## Problem description
Only the lines from the start of the entries up to and including the line with "and release publisher." should be written out, exactly as they stand.

[Dataset entries]
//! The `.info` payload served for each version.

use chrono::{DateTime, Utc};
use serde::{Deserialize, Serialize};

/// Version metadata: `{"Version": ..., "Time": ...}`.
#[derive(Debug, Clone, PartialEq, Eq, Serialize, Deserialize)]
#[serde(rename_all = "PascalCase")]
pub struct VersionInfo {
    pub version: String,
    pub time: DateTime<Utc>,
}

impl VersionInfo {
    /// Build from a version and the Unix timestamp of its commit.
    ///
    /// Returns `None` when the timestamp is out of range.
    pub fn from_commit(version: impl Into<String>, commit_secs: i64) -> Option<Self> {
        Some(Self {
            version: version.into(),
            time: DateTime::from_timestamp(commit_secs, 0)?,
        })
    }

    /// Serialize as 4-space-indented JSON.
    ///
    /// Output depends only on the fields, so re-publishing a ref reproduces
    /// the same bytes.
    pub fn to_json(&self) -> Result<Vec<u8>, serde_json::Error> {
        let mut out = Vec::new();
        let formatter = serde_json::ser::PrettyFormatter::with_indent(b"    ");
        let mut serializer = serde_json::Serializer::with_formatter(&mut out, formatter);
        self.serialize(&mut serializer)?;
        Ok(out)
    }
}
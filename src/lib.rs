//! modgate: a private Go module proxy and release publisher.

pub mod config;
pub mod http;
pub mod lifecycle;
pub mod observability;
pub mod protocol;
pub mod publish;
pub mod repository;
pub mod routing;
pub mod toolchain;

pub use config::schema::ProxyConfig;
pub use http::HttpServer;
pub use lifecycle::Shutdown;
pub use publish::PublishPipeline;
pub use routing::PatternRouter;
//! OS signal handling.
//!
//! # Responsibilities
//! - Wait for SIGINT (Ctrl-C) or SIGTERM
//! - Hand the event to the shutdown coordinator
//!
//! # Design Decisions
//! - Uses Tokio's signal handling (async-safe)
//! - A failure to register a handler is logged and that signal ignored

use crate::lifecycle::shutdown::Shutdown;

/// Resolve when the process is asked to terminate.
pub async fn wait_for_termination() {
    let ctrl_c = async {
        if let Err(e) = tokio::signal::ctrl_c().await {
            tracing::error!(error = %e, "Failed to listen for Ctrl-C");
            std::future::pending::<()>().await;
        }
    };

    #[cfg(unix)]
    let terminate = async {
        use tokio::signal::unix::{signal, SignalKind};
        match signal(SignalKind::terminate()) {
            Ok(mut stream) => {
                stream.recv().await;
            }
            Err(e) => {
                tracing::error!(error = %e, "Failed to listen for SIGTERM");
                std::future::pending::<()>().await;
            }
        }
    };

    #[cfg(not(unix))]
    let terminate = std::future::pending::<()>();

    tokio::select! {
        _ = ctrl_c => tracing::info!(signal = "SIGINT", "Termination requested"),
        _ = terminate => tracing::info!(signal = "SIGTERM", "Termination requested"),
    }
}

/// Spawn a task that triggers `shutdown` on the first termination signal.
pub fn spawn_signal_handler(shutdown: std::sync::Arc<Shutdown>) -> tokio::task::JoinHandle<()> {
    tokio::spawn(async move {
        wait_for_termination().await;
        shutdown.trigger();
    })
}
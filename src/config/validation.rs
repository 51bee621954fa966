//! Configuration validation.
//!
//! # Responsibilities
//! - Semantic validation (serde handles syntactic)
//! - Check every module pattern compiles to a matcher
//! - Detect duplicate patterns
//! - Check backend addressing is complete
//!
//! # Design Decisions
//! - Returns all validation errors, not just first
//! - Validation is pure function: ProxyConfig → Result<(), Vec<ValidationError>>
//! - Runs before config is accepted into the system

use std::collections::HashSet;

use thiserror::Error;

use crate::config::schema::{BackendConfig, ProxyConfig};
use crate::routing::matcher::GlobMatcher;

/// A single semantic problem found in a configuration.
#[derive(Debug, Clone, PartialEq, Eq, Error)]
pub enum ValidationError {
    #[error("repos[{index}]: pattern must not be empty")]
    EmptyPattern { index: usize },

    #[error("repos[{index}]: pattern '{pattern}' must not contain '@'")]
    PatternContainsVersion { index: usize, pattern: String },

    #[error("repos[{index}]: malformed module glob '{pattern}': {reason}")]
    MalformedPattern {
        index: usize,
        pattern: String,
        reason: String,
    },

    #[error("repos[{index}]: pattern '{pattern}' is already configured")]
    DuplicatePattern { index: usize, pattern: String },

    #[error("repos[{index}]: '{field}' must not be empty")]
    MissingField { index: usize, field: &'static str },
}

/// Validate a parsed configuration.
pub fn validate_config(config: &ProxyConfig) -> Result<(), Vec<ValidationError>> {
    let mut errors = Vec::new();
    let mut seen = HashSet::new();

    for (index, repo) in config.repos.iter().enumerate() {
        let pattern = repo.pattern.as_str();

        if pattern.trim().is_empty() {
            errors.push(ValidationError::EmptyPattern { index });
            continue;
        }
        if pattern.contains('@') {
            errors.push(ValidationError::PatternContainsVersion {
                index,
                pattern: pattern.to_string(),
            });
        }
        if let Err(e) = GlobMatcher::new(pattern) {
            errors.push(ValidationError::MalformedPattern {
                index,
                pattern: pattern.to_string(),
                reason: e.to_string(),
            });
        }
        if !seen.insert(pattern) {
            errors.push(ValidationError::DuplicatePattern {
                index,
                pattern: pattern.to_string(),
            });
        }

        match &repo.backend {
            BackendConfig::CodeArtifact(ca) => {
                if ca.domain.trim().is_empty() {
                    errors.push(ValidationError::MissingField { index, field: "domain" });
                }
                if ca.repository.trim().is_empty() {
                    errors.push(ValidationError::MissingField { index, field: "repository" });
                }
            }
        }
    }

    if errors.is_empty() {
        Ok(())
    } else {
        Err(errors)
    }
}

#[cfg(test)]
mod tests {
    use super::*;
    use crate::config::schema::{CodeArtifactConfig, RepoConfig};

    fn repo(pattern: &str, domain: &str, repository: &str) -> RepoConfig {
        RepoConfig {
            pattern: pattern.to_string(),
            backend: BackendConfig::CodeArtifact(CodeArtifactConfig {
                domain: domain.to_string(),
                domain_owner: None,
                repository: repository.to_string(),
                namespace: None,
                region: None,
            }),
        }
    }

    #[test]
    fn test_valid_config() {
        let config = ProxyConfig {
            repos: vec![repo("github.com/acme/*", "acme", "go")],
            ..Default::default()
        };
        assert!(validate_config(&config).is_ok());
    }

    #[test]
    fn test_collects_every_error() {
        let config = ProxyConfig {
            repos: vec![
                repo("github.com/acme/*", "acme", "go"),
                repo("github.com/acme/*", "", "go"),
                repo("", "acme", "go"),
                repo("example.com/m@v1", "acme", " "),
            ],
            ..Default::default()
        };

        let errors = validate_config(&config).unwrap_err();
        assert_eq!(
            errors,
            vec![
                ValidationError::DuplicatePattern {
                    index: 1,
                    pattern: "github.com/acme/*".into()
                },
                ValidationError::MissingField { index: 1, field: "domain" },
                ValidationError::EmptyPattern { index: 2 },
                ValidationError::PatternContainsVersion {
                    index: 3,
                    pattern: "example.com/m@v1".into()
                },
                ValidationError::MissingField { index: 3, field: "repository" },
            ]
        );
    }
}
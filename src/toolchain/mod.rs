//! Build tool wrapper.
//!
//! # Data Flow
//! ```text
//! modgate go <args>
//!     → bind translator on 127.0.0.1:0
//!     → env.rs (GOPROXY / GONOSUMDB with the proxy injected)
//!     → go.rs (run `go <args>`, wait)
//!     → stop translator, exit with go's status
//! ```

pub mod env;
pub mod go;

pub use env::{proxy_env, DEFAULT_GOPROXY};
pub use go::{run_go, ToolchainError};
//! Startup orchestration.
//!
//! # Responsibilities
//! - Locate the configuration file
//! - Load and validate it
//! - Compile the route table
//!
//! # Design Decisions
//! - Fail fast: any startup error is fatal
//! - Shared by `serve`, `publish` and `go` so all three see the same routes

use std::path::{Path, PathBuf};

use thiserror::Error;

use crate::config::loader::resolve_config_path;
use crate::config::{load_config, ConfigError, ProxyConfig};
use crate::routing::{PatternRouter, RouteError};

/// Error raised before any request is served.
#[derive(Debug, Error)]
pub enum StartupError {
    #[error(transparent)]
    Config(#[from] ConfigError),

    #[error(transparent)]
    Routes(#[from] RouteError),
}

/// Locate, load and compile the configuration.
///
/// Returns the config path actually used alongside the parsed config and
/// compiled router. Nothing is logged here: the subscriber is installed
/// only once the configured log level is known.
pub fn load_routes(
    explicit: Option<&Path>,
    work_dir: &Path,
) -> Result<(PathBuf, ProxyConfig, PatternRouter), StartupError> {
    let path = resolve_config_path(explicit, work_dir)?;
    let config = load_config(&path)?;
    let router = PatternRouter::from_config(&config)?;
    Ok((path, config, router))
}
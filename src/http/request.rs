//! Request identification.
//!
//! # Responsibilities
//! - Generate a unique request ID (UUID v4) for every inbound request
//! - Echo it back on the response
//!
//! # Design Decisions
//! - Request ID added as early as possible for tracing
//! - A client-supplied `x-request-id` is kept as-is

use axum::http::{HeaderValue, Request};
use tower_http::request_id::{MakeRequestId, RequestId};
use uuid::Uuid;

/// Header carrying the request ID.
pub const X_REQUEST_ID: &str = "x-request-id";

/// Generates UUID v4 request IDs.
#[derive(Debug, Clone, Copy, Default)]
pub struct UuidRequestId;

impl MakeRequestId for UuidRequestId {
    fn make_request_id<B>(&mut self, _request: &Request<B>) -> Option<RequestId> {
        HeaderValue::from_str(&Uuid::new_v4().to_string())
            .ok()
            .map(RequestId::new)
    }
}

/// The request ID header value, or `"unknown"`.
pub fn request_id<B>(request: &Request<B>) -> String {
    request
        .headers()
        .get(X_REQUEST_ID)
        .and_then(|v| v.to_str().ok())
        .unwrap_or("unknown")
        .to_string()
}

## Answer for this exercise
//! The `.info` payload served for each version.

use chrono::{DateTime, Utc};
use serde::{Deserialize, Serialize};

/// Version metadata: `{"Version": ..., "Time": ...}`.
#[derive(Debug, Clone, PartialEq, Eq, Serialize, Deserialize)]
#[serde(rename_all = "PascalCase")]
pub struct VersionInfo {
    pub version: String,
    pub time: DateTime<Utc>,
}

impl VersionInfo {
    /// Build from a version and the Unix timestamp of its commit.
    ///
    /// Returns `None` when the timestamp is out of range.
    pub fn from_commit(version: impl Into<String>, commit_secs: i64) -> Option<Self> {
        Some(Self {
            version: version.into(),
            time: DateTime::from_timestamp(commit_secs, 0)?,
        })
    }

    /// Serialize as 4-space-indented JSON.
    ///
    /// Output depends only on the fields, so re-publishing a ref reproduces
    /// the same bytes.
    pub fn to_json(&self) -> Result<Vec<u8>, serde_json::Error> {
        let mut out = Vec::new();
        let formatter = serde_json::ser::PrettyFormatter::with_indent(b"    ");
        let mut serializer = serde_json::Serializer::with_formatter(&mut out, formatter);
        self.serialize(&mut serializer)?;
        Ok(out)
    }
}
filename src/lib.rs
//! modgate: a private Go module proxy and release publisher.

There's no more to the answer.